20/11/08

Las mujeres de Yébel Huséin, por Jean Genet

En el siguiente texto, de 1974, Jean Genet narra un episodio que dio pie a algunos pasajes centrales de sus obras de asunto palestino. El marco histórico es el Septiembre Negro (1970), durante el cual las tropas del rey Huséin masacraron a las milicias palestinas asentadas en Jordania.
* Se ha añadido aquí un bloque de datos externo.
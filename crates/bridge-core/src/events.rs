use std::fmt;
use std::str::FromStr;

use chrono::{DateTime, Utc};
use serde::{Deserialize, Serialize};

/// Kind of observation reported by the button firmware.
#[derive(Clone, Copy, Debug, PartialEq, Eq, Hash, Serialize, Deserialize)]
#[serde(rename_all = "SCREAMING_SNAKE_CASE")]
pub enum EdgeKind {
    Rising,
    Falling,
    StateSnapshot,
}

impl EdgeKind {
    pub fn as_str(&self) -> &'static str {
        match self {
            Self::Rising => "RISING",
            Self::Falling => "FALLING",
            Self::StateSnapshot => "STATE_SNAPSHOT",
        }
    }

    /// Level of the signal after this edge. Snapshots carry their own level.
    fn implied_state(&self) -> Option<u8> {
        match self {
            Self::Rising => Some(1),
            Self::Falling => Some(0),
            Self::StateSnapshot => None,
        }
    }
}

impl fmt::Display for EdgeKind {
    fn fmt(&self, f: &mut fmt::Formatter<'_>) -> fmt::Result {
        f.write_str(self.as_str())
    }
}

/// Only exact edge lines parse; `STATE_SNAPSHOT` is never emitted by the
/// firmware as an unsolicited line.
impl FromStr for EdgeKind {
    type Err = ();

    fn from_str(s: &str) -> Result<Self, Self::Err> {
        match s {
            "RISING" => Ok(Self::Rising),
            "FALLING" => Ok(Self::Falling),
            _ => Err(()),
        }
    }
}

/// One immutable observation of the button, consumed by fan-out and dropped.
#[derive(Clone, Debug, PartialEq)]
pub struct ButtonEvent {
    pub kind: EdgeKind,
    pub state: u8,
    pub observed_at: DateTime<Utc>,
}

impl ButtonEvent {
    /// Classify one unsolicited device line. Anything other than an exact
    /// `RISING`/`FALLING` yields `None`.
    pub fn from_line(line: &str) -> Option<Self> {
        let kind: EdgeKind = line.parse().ok()?;
        Some(Self::edge(kind, Utc::now()))
    }

    pub fn edge(kind: EdgeKind, observed_at: DateTime<Utc>) -> Self {
        Self {
            kind,
            state: kind.implied_state().unwrap_or_default(),
            observed_at,
        }
    }

    pub fn snapshot(state: u8, observed_at: DateTime<Utc>) -> Self {
        Self {
            kind: EdgeKind::StateSnapshot,
            state,
            observed_at,
        }
    }

    /// Seconds since the Unix epoch with sub-second precision, as carried on the wire.
    pub fn timestamp(&self) -> f64 {
        epoch_seconds(self.observed_at)
    }
}

pub fn epoch_seconds(at: DateTime<Utc>) -> f64 {
    at.timestamp_micros() as f64 / 1_000_000.0
}

/// Current wall-clock time as float epoch seconds.
pub fn now_epoch_seconds() -> f64 {
    epoch_seconds(Utc::now())
}

#[cfg(test)]
mod tests {
    use super::*;

    #[test]
    fn edge_lines_classify() {
        let rising = ButtonEvent::from_line("RISING").unwrap();
        assert_eq!(rising.kind, EdgeKind::Rising);
        assert_eq!(rising.state, 1);

        let falling = ButtonEvent::from_line("FALLING").unwrap();
        assert_eq!(falling.kind, EdgeKind::Falling);
        assert_eq!(falling.state, 0);
    }

    #[test]
    fn other_lines_are_discarded() {
        assert!(ButtonEvent::from_line("OK").is_none());
        assert!(ButtonEvent::from_line("1").is_none());
        assert!(ButtonEvent::from_line("rising").is_none());
        assert!(ButtonEvent::from_line(" RISING").is_none());
        assert!(ButtonEvent::from_line("STATE_SNAPSHOT").is_none());
        assert!(ButtonEvent::from_line("").is_none());
    }

    #[test]
    fn snapshot_keeps_its_level() {
        let ev = ButtonEvent::snapshot(1, Utc::now());
        assert_eq!(ev.kind, EdgeKind::StateSnapshot);
        assert_eq!(ev.state, 1);
    }

    #[test]
    fn timestamp_is_fractional_epoch_seconds() {
        let at = DateTime::from_timestamp(1_700_000_000, 250_000_000).unwrap();
        let ev = ButtonEvent::edge(EdgeKind::Rising, at);
        assert!((ev.timestamp() - 1_700_000_000.25).abs() < 1e-6);
    }

    #[test]
    fn kind_serializes_screaming() {
        let json = serde_json::to_string(&EdgeKind::StateSnapshot).unwrap();
        assert_eq!(json, "\"STATE_SNAPSHOT\"");
        assert_eq!(EdgeKind::Falling.to_string(), "FALLING");
    }
}
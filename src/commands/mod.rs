pub mod reminders;
mod util;
mod utility;

pub fn commands() -> Vec<crate::Command> {
    reminders::commands()
        .into_iter()
        .chain(utility::commands())
        .collect()
}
La imagen primera y el tono me lo dieron cuatro mujeres palestinas en el barrio de Ammán denominado Yébel Huséin. Cuatro mujeres mayores, arrugadas, se acuclillaban en torno a un fuego apagado: dos o tres piedras renegridas y una tetera de aluminio abollada. Me invitaron a sentarme.
―¿Ves? Estamos en casa. ¿Quieres té? (Sonreían.)
―¿En casa?
―Sí. (Se rieron.) Sólo nos quedan las piedras para hacer fuego. Han quemado nuestras barracas.
―¿Quién?
―Huséin. Tú vienes de Francia. Se dice que tu país apoya a los árabes; pero ¿sabe tu país distinguir entre Huséin y los árabes?
Aquí las cuatro mujeres se enzarzaron en una disputa bastante animada acerca de la suerte que debía reservarse a Huséin. Pese a la desgracia, permanecían alegres, prestas al combate.
―¿Y los hombres?
―Nuestros hijos son fedayines en las montañas.
―¿Y los demás?
―Ahí.
Un índice puntiagudo perteneciente a una mano muy seca y muy bella me indicó un patinillo vecino.
―Están enterrados ahí.
Se trataba de viejos, de niños y mujeres. Una de aquellas mujeres me reprendió con dulzura cuando hablé de “campos de refugiados”.
―Querrás decir campos militares; ahora todo el mundo está armado y ha aprendido a luchar.
La posibilidad de revuelta entre las mujeres era quizá mayor que entre los hombres. Parecían disponer de sorprendentes reservas de acción, de discreción en la acción. Un día le dije a una palestina que las mujeres afrontaban quizá con más serenidad las posibilidades de la revolución.
―Nosotras ―me dijo riéndose― conocemos a los revolucionarios. Los hemos traído al mundo. Conocemos su fuerza, sus debilidades.
―O sea, que los amas.
Tenía unos cincuenta años. Sonreía.
―Los conozco porque los amo. ¿Tomas té o café?
Su hijo, su hija y su yerno eran: el primero fedayín de Fatah, los otros dos de Al Saika.
Ellas se dirigían, me parecía, más rápidamente a una solución clara.
H., veintidós años, me había presentado a su madre en Irbid. Era en Ramadán, a eso de la hora del almuerzo.
―Es francés. Nada francés y nada cristiano, no cree en Dios.
Ella me miró sonriendo. Sus ojos se tornaban cada vez más maliciosos.
―Entonces, puesto que no cree en Dios, habrá que darle de comer.
Nos preparó el almuerzo a su hijo y a mí.
Ella no comió hasta la noche.

Jean Genet, L’Ennemi déclaré. Textes et entretiens, ed. Albert Dichy, París, Gallimard, 1991.